While the results for the first sequence, used for finding the sun’s height at noon throughout the year, were marred by theoretical influences, the movement of the twilight remains within the realms of observation. All three traditions in “Oddi’s Calculations” serve the investigation of natural law.
All three traditions work with a year of 365 days, which is compared with the new Julian year of 365¼ days in the first sequence only. Oddi always begins his counting and observations with the winter solstice, which he consistently places in the middle of the night; thus making it take place at the north point, the sun’s lowest point on the shortest day.
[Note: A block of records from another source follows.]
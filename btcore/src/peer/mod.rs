pub mod acceptor;
pub mod connection;
pub mod connector;
pub mod extended;
pub mod handshake;
pub mod message;
pub mod peer;
pub mod pool;
pub mod session;
use std::collections::{HashMap, HashSet};
use std::sync::atomic::{AtomicBool, Ordering};
use std::sync::{Arc, Mutex, MutexGuard};

use tracing::{info, warn};

use crate::event::{Event, EventBus};
use crate::storage::descriptor::DataDescriptor;
use crate::torrent::{Torrent, TorrentId};

/// Posible registry errors.
#[derive(Debug)]
pub enum RegistryError {
    PoisonedDescriptorsLock,
    PoisonedPendingLock,
    PoisonedDataLock,
    /// Attaching a second data descriptor to a torrent is a misuse.
    StorageAlreadyAttached(TorrentId),
    UnknownTorrent(TorrentId),
}

/// Per-torrent lifecycle record owned by the registry.
#[derive(Debug)]
pub struct TorrentDescriptor {
    torrent: Torrent,
    active: AtomicBool,
    data: Mutex<Option<Arc<DataDescriptor>>>,
}

impl TorrentDescriptor {
    fn new(torrent: Torrent) -> Self {
        Self {
            torrent,
            active: AtomicBool::new(true),
            data: Mutex::new(None),
        }
    }

    pub fn torrent(&self) -> &Torrent {
        &self.torrent
    }

    pub fn is_active(&self) -> bool {
        self.active.load(Ordering::Relaxed)
    }

    pub fn deactivate(&self) {
        self.active.store(false, Ordering::Relaxed);
    }

    /// The attached storage view, if any.
    pub fn data(&self) -> Result<Option<Arc<DataDescriptor>>, RegistryError> {
        Ok(self
            .data
            .lock()
            .map_err(|_| RegistryError::PoisonedDataLock)?
            .clone())
    }

    fn attach(&self, data: Arc<DataDescriptor>) -> Result<(), RegistryError> {
        let mut slot = self
            .data
            .lock()
            .map_err(|_| RegistryError::PoisonedDataLock)?;
        if slot.is_some() {
            return Err(RegistryError::StorageAlreadyAttached(self.torrent.id));
        }
        *slot = Some(data);
        Ok(())
    }
}

/// Creates, looks up and tears down per-torrent state, fanning out
/// lifecycle events on the shared bus.
#[derive(Debug)]
pub struct TorrentRegistry {
    /// Ids announced before their metadata arrived (magnet fetch).
    pending: Mutex<HashSet<TorrentId>>,
    descriptors: Mutex<HashMap<TorrentId, Arc<TorrentDescriptor>>>,
    bus: Arc<EventBus>,
}

impl TorrentRegistry {
    pub fn new(bus: Arc<EventBus>) -> Self {
        Self {
            pending: Mutex::new(HashSet::new()),
            descriptors: Mutex::new(HashMap::new()),
            bus,
        }
    }

    pub fn bus(&self) -> &Arc<EventBus> {
        &self.bus
    }

    /// Announces a torrent id whose metadata is still being fetched,
    /// so incoming handshakes for it are accepted meanwhile.
    pub fn register_id(&self, id: TorrentId) -> Result<(), RegistryError> {
        self.lock_pending()?.insert(id);
        Ok(())
    }

    /// Registers a torrent, creating its descriptor if absent.
    ///
    /// Registering the same torrent twice returns the same descriptor.
    pub fn register(&self, torrent: Torrent) -> Result<Arc<TorrentDescriptor>, RegistryError> {
        let id = torrent.id;
        let descriptor = {
            let mut descriptors = self.lock_descriptors()?;
            descriptors
                .entry(id)
                .or_insert_with(|| {
                    info!("Torrent {} registered", id);
                    Arc::new(TorrentDescriptor::new(torrent))
                })
                .clone()
        };
        self.lock_pending()?.remove(&id);
        Ok(descriptor)
    }

    /// Attaches the storage view to a registered torrent.
    ///
    /// # Errors
    /// - `UnknownTorrent` if the id was never registered.
    /// - `StorageAlreadyAttached` on a second attach; the first stays.
    pub fn attach_storage(
        &self,
        id: TorrentId,
        data: Arc<DataDescriptor>,
    ) -> Result<(), RegistryError> {
        let descriptor = self
            .lookup(&id)?
            .ok_or(RegistryError::UnknownTorrent(id))?;
        descriptor.attach(data)
    }

    pub fn lookup(&self, id: &TorrentId) -> Result<Option<Arc<TorrentDescriptor>>, RegistryError> {
        Ok(self.lock_descriptors()?.get(id).cloned())
    }

    /// Whether connections for the torrent should be accepted: the id
    /// is known, and either the metadata is still being fetched or the
    /// descriptor is active.
    pub fn is_supported_and_active(&self, id: &TorrentId) -> Result<bool, RegistryError> {
        if self.lock_pending()?.contains(id) {
            return Ok(true);
        }
        Ok(self
            .lock_descriptors()?
            .get(id)
            .map(|descriptor| descriptor.is_active())
            .unwrap_or(false))
    }

    /// Removes the torrent and closes its storage. A second call for
    /// the same id is a no-op. Close errors are logged and swallowed;
    /// the torrent is gone regardless.
    pub fn unregister(&self, id: &TorrentId) -> Result<(), RegistryError> {
        self.lock_pending()?.remove(id);
        let removed = self.lock_descriptors()?.remove(id);

        let descriptor = match removed {
            Some(descriptor) => descriptor,
            None => return Ok(()),
        };
        descriptor.deactivate();
        if let Ok(Some(data)) = descriptor.data() {
            if let Err(err) = data.close() {
                warn!("Closing storage of {} failed: {:?}", id, err);
            }
        }
        info!("Torrent {} unregistered", id);
        self.bus.emit(Event::TorrentStopped { torrent: *id });
        Ok(())
    }

    fn lock_descriptors(
        &self,
    ) -> Result<MutexGuard<HashMap<TorrentId, Arc<TorrentDescriptor>>>, RegistryError> {
        self.descriptors
            .lock()
            .map_err(|_| RegistryError::PoisonedDescriptorsLock)
    }

    fn lock_pending(&self) -> Result<MutexGuard<HashSet<TorrentId>>, RegistryError> {
        self.pending
            .lock()
            .map_err(|_| RegistryError::PoisonedPendingLock)
    }
}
In Oddi’s time (1000 AD) this fell on 15th December Old Style and did not pass into 14th December until about 1100.
Meanwhile the western Middle Ages long continued to calculate with the Julian year points, which had become more and more inaccurate since Caesar’s time. More accurate determinations began to appear from time to time within the church in the 11th century, and then, in the two known instances (Wilhelm von Hirschau, Hermann the Lame), only under GraecoArabic influence. Iceland remained untouched by this influence until 1173.
Oddi Helgason stands at the close of a preChristian astronomy; the accuracy of his observations, even in the fragmentary traditions, appears wonderful.